Chris Watts appeared to be the perfect husband.
When his family went missing, he pleaded to the cameras, begging for help in finding out the truth about where they were, or what had happened to them.
On Monday, Watts was handed three life sentences for the murder of his wife Shanann and his two young daughters, Bella and Celeste.
Within days, Watts was in handcuffs, as the bodies of his 34-year-old wife, and his four-year-old and three-year-old daughters were recovered from an oil field owned by the petroleum company he worked for. His wife had been buried in a shallow grave, and his daughters submerged in crude oil vats.
The evidence is terrifyingly relatable, as text message exchanges resemble that of many happy, functional couples.

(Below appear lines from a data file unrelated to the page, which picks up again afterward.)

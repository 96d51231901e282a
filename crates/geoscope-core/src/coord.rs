//! Coordinate datum conversions: BD-09 → GCJ-02 → WGS-84.
//!
//! The geocoding service answers in BD-09; resolved points are stored in
//! both BD-09 and WGS-84. The chain is the standard closed-form
//! approximation over the Krasovsky 1940 ellipsoid. Points outside
//! mainland China pass through unchanged.

use serde::{Deserialize, Serialize};

/// A longitude/latitude pair. The datum is contextual: `resolved_points`
/// holds WGS-84, `resolved_points_native` BD-09.
#[derive(Debug, Clone, Copy, PartialEq, Serialize, Deserialize)]
pub struct GeoPoint {
    pub longitude: f64,
    pub latitude: f64,
}

const X_PI: f64 = std::f64::consts::PI * 3000.0 / 180.0;
/// Krasovsky 1940 semi-major axis.
const A: f64 = 6_378_245.0;
/// First eccentricity squared.
const EE: f64 = 0.006_693_421_622_965_943;

/// BD-09 → GCJ-02.
pub fn bd09_to_gcj02(p: GeoPoint) -> GeoPoint {
    if out_of_china(p) {
        return p;
    }
    let x = p.longitude - 0.0065;
    let y = p.latitude - 0.006;
    let z = (x * x + y * y).sqrt() - 0.00002 * (y * X_PI).sin();
    let theta = y.atan2(x) - 0.000003 * (x * X_PI).cos();
    GeoPoint {
        longitude: z * theta.cos(),
        latitude: z * theta.sin(),
    }
}

/// GCJ-02 → WGS-84 (closed-form approximation, no iteration).
pub fn gcj02_to_wgs84(p: GeoPoint) -> GeoPoint {
    if out_of_china(p) {
        return p;
    }
    let dlat = transform_lat(p.longitude - 105.0, p.latitude - 35.0);
    let dlng = transform_lng(p.longitude - 105.0, p.latitude - 35.0);

    let rad_lat = p.latitude / 180.0 * std::f64::consts::PI;
    let magic = 1.0 - EE * rad_lat.sin() * rad_lat.sin();
    let sqrt_magic = magic.sqrt();

    let dlat = (dlat * 180.0)
        / ((A * (1.0 - EE)) / (magic * sqrt_magic) * std::f64::consts::PI);
    let dlng = (dlng * 180.0) / (A / sqrt_magic * rad_lat.cos() * std::f64::consts::PI);

    GeoPoint {
        longitude: p.longitude - dlng,
        latitude: p.latitude - dlat,
    }
}

/// Full chain: BD-09 → WGS-84.
pub fn bd09_to_wgs84(p: GeoPoint) -> GeoPoint {
    gcj02_to_wgs84(bd09_to_gcj02(p))
}

fn out_of_china(p: GeoPoint) -> bool {
    !(72.004..=137.8347).contains(&p.longitude) || !(0.8293..=55.8271).contains(&p.latitude)
}

fn transform_lat(x: f64, y: f64) -> f64 {
    let pi = std::f64::consts::PI;
    let mut ret = -100.0
        + 2.0 * x
        + 3.0 * y
        + 0.2 * y * y
        + 0.1 * x * y
        + 0.2 * x.abs().sqrt();
    ret += (20.0 * (6.0 * x * pi).sin() + 20.0 * (2.0 * x * pi).sin()) * 2.0 / 3.0;
    ret += (20.0 * (y * pi).sin() + 40.0 * (y / 3.0 * pi).sin()) * 2.0 / 3.0;
    ret += (160.0 * (y / 12.0 * pi).sin() + 320.0 * (y * pi / 30.0).sin()) * 2.0 / 3.0;
    ret
}

fn transform_lng(x: f64, y: f64) -> f64 {
    let pi = std::f64::consts::PI;
    let mut ret =
        300.0 + x + 2.0 * y + 0.1 * x * x + 0.1 * x * y + 0.1 * x.abs().sqrt();
    ret += (20.0 * (6.0 * x * pi).sin() + 20.0 * (2.0 * x * pi).sin()) * 2.0 / 3.0;
    ret += (20.0 * (x * pi).sin() + 40.0 * (x / 3.0 * pi).sin()) * 2.0 / 3.0;
    ret += (150.0 * (x / 12.0 * pi).sin() + 300.0 * (x / 30.0 * pi).sin()) * 2.0 / 3.0;
    ret
}
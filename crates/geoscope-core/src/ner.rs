//! Entity classification over raw tagger output.
//!
//! The tagger returns ordered sentences of `(token, tag)` pairs; this
//! module filters the noise and buckets tokens by tag class.

use std::sync::LazyLock;

use regex::Regex;

use crate::article::EntitySet;

/// Outlet self-references the tagger keeps labelling as institutes.
const STOP_WORDS: &[&str] = &["长江网", "长江日报"];

/// Tokens containing any of these characters are tagger artifacts.
static STOP_PUNCTUATION: LazyLock<Regex> = LazyLock::new(|| Regex::new(r"[.%]").unwrap());

/// Bucket `(token, tag)` pairs into an [`EntitySet`].
///
/// Tags follow the tagger's convention: `NR` person, `NT` institute, `NS`
/// location, anything else lands in `other`. Stop words, tokens with stop
/// punctuation, and single-character tokens are dropped; the sets
/// deduplicate per article.
pub fn classify_tokens(sentences: &[Vec<(String, String)>]) -> EntitySet {
    let mut set = EntitySet::default();

    for sentence in sentences {
        for (token, tag) in sentence {
            if STOP_WORDS.contains(&token.as_str()) {
                continue;
            }
            if token.chars().count() <= 1 {
                continue;
            }
            if STOP_PUNCTUATION.is_match(token) {
                continue;
            }

            let bucket = match tag.as_str() {
                "NR" => &mut set.persons,
                "NT" => &mut set.institutes,
                "NS" => &mut set.locations,
                _ => &mut set.other,
            };
            bucket.insert(token.clone());
        }
    }

    set
}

One month before he murdered her, Shanann sent her husband a photo of their unborn third child.
In response to the ultrasound, he responded, “Little Peanut! Love her/him already!!!”.

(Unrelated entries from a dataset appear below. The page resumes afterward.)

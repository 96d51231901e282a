//! Geocode Resolver: best-of-candidates coordinate lookup.
//!
//! Each candidate name is queried once per reference context — the
//! matched cities, falling back to the matched provinces. A result is
//! accepted at comprehension ≥ 70 and confidence ≥ 20; among accepted
//! results the stored point is replaced whenever a later one ties or
//! beats the best pair seen so far, so an equally-good later match wins.

use std::collections::{BTreeMap, BTreeSet};

use tracing::debug;

use geoscope_core::coord::bd09_to_wgs84;
use geoscope_core::GeoPoint;
use geoscope_oracle::{GeocodeOracle, GeocodeResponse};

use crate::error::PipelineError;

const MIN_COMPREHENSION: f64 = 70.0;
const MIN_CONFIDENCE: f64 = 20.0;

/// Coordinates and diagnostics for one article's candidate names.
#[derive(Debug, Default)]
pub struct ResolvedLocations {
    /// BD-09 points keyed by candidate name.
    pub native: BTreeMap<String, GeoPoint>,
    /// WGS-84 points keyed by candidate name.
    pub wgs84: BTreeMap<String, GeoPoint>,
    /// name → reference context → raw geocoder response, successes and
    /// misses alike.
    pub log: BTreeMap<String, BTreeMap<String, serde_json::Value>>,
}

/// Resolve coordinates for every candidate name.
///
/// Reference contexts are the matched cities if any, else the matched
/// provinces, else nothing — with no context at all, resolution is
/// skipped entirely and nationwide place names stay unresolved. Misses
/// (non-success status, malformed payloads, sub-threshold quality) are
/// logged and skipped; transport errors propagate.
pub async fn resolve_candidates(
    candidates: &BTreeSet<String>,
    cities: &BTreeSet<String>,
    provinces: &BTreeSet<String>,
    oracle: &dyn GeocodeOracle,
) -> Result<ResolvedLocations, PipelineError> {
    let mut out = ResolvedLocations::default();

    if candidates.is_empty() {
        return Ok(out);
    }

    let contexts: Vec<&String> = if !cities.is_empty() {
        cities.iter().collect()
    } else if !provinces.is_empty() {
        provinces.iter().collect()
    } else {
        debug!("no reference context, skipping geocode resolution");
        return Ok(out);
    };

    for name in candidates {
        let log = out.log.entry(name.clone()).or_default();
        let mut best: Option<(f64, f64)> = None;

        for context in &contexts {
            let raw = oracle
                .geocode(name, context.as_str())
                .await
                .map_err(|source| PipelineError::Geocode {
                    name: name.clone(),
                    context: (*context).clone(),
                    source,
                })?;
            log.insert((*context).clone(), raw.clone());

            let parsed = match GeocodeResponse::from_value(&raw) {
                Ok(parsed) => parsed,
                Err(err) => {
                    debug!(name = %name, context = %context, error = %err,
                        "malformed geocode response, skipping");
                    continue;
                }
            };
            let Some(result) = parsed.success() else {
                continue;
            };

            if result.comprehension < MIN_COMPREHENSION || result.confidence < MIN_CONFIDENCE {
                continue;
            }

            let replace = match best {
                None => true,
                // Ties replace: the later equally-good result wins.
                Some((comprehension, confidence)) => {
                    result.comprehension >= comprehension && result.confidence >= confidence
                }
            };
            if replace {
                best = Some((result.comprehension, result.confidence));
                let native = result.point();
                out.native.insert(name.clone(), native);
                out.wgs84.insert(name.clone(), bd09_to_wgs84(native));
            }
        }
    }

    debug!(
        resolved = out.wgs84.len(),
        candidates = candidates.len(),
        "geocode resolution complete"
    );
    Ok(out)
}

Shanann was ecstatic, and shared the exchange on her Facebook page, writing, “I love Chris! He’s the best dad us girls could ask for.”
The post could not be further from the truth, and the text message is just one of many that appeared in evidence.

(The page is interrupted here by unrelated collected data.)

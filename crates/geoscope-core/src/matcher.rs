//! Region Matcher: scan article text for gazetteer names.

use std::collections::BTreeSet;

use crate::names::region_name_in_content;
use crate::region::{Gazetteer, RegionLevel};

/// Region names found in one article, keyed by level. Sets, so repeated
/// mentions collapse to a single entry.
#[derive(Debug, Default, Clone, PartialEq, Eq)]
pub struct RegionMatches {
    pub provinces: BTreeSet<String>,
    pub cities: BTreeSet<String>,
    pub districts: BTreeSet<String>,
}

/// Scan `content` against every gazetteer region.
///
/// A region matches on its full name, its suffix-trimmed form (3+
/// character names only), or the trimmed form with ethnic qualifiers
/// removed. Every matched city also contributes its parent province's
/// canonical name. Linear scan; the gazetteer is small and static.
pub fn match_regions(content: &str, gazetteer: &Gazetteer) -> RegionMatches {
    let mut matches = RegionMatches::default();

    for region in gazetteer.regions() {
        if !region_name_in_content(content, &region.name) {
            continue;
        }
        match region.level {
            RegionLevel::Province => {
                matches.provinces.insert(region.name.clone());
            }
            RegionLevel::City => {
                matches.cities.insert(region.name.clone());
                if let Some(province) = gazetteer.parent_of(region) {
                    matches.provinces.insert(province.name.clone());
                }
            }
            RegionLevel::District => {
                matches.districts.insert(region.name.clone());
            }
        }
    }

    matches
}
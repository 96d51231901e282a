//! NER tagger collaborator: article body in, `(token, tag)` pairs out.

use async_trait::async_trait;
use tracing::debug;

use crate::error::OracleError;

/// Ordered sentences of `(token, tag)` pairs, exactly as the tagger
/// segments them. Tags are `NR` person, `NT` institute, `NS` location,
/// anything else miscellaneous.
pub type TaggedSentences = Vec<Vec<(String, String)>>;

/// Named-entity tagger contract.
#[async_trait]
pub trait NerOracle: Send + Sync {
    async fn tag(&self, text: &str) -> Result<TaggedSentences, OracleError>;
}

/// HTTP client for the tagging service.
pub struct HttpNerTagger {
    client: reqwest::Client,
    url: String,
}

impl HttpNerTagger {
    /// `url` is the full tagger endpoint, e.g. `http://localhost:8889/NER`.
    pub fn new(url: String) -> Self {
        Self {
            client: reqwest::Client::new(),
            url,
        }
    }
}

#[async_trait]
impl NerOracle for HttpNerTagger {
    async fn tag(&self, text: &str) -> Result<TaggedSentences, OracleError> {
        let resp = self
            .client
            .post(&self.url)
            .form(&[("text", text)])
            .send()
            .await?;

        let status = resp.status();
        if !status.is_success() {
            let body = resp.text().await.unwrap_or_default();
            return Err(OracleError::Server {
                status: status.as_u16(),
                body,
            });
        }

        let sentences: TaggedSentences = resp.json().await?;
        debug!(sentences = sentences.len(), "text tagged");
        Ok(sentences)
    }
}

Chris Watts also sent a suspicious text message to Nichol Kessinger, a coworker with whom he was having an affair.
In an interview with the Denver Post, Kessinger said that on the afternoon his wife and daughter ‘disappeared’, Watts sent her a text message that said his family were “gone”. He said the trio had left for a playdate and never returned, and told the police the same story.
“When he spoke to me, he was very soft spoken. He appeared to be a good listener,” she said.
Chris Watts allegedly told Kessinger that he was finalising his divorce. She only found out the truth when his family went missing, and she saw it in the news.
Nearly two weeks after pleading guilty to their murders, as well as one count of unlawful termination of a pregnancy and three counts of tampering with a deceased human body, Watts was sentenced to life in prison without the possibility of parole.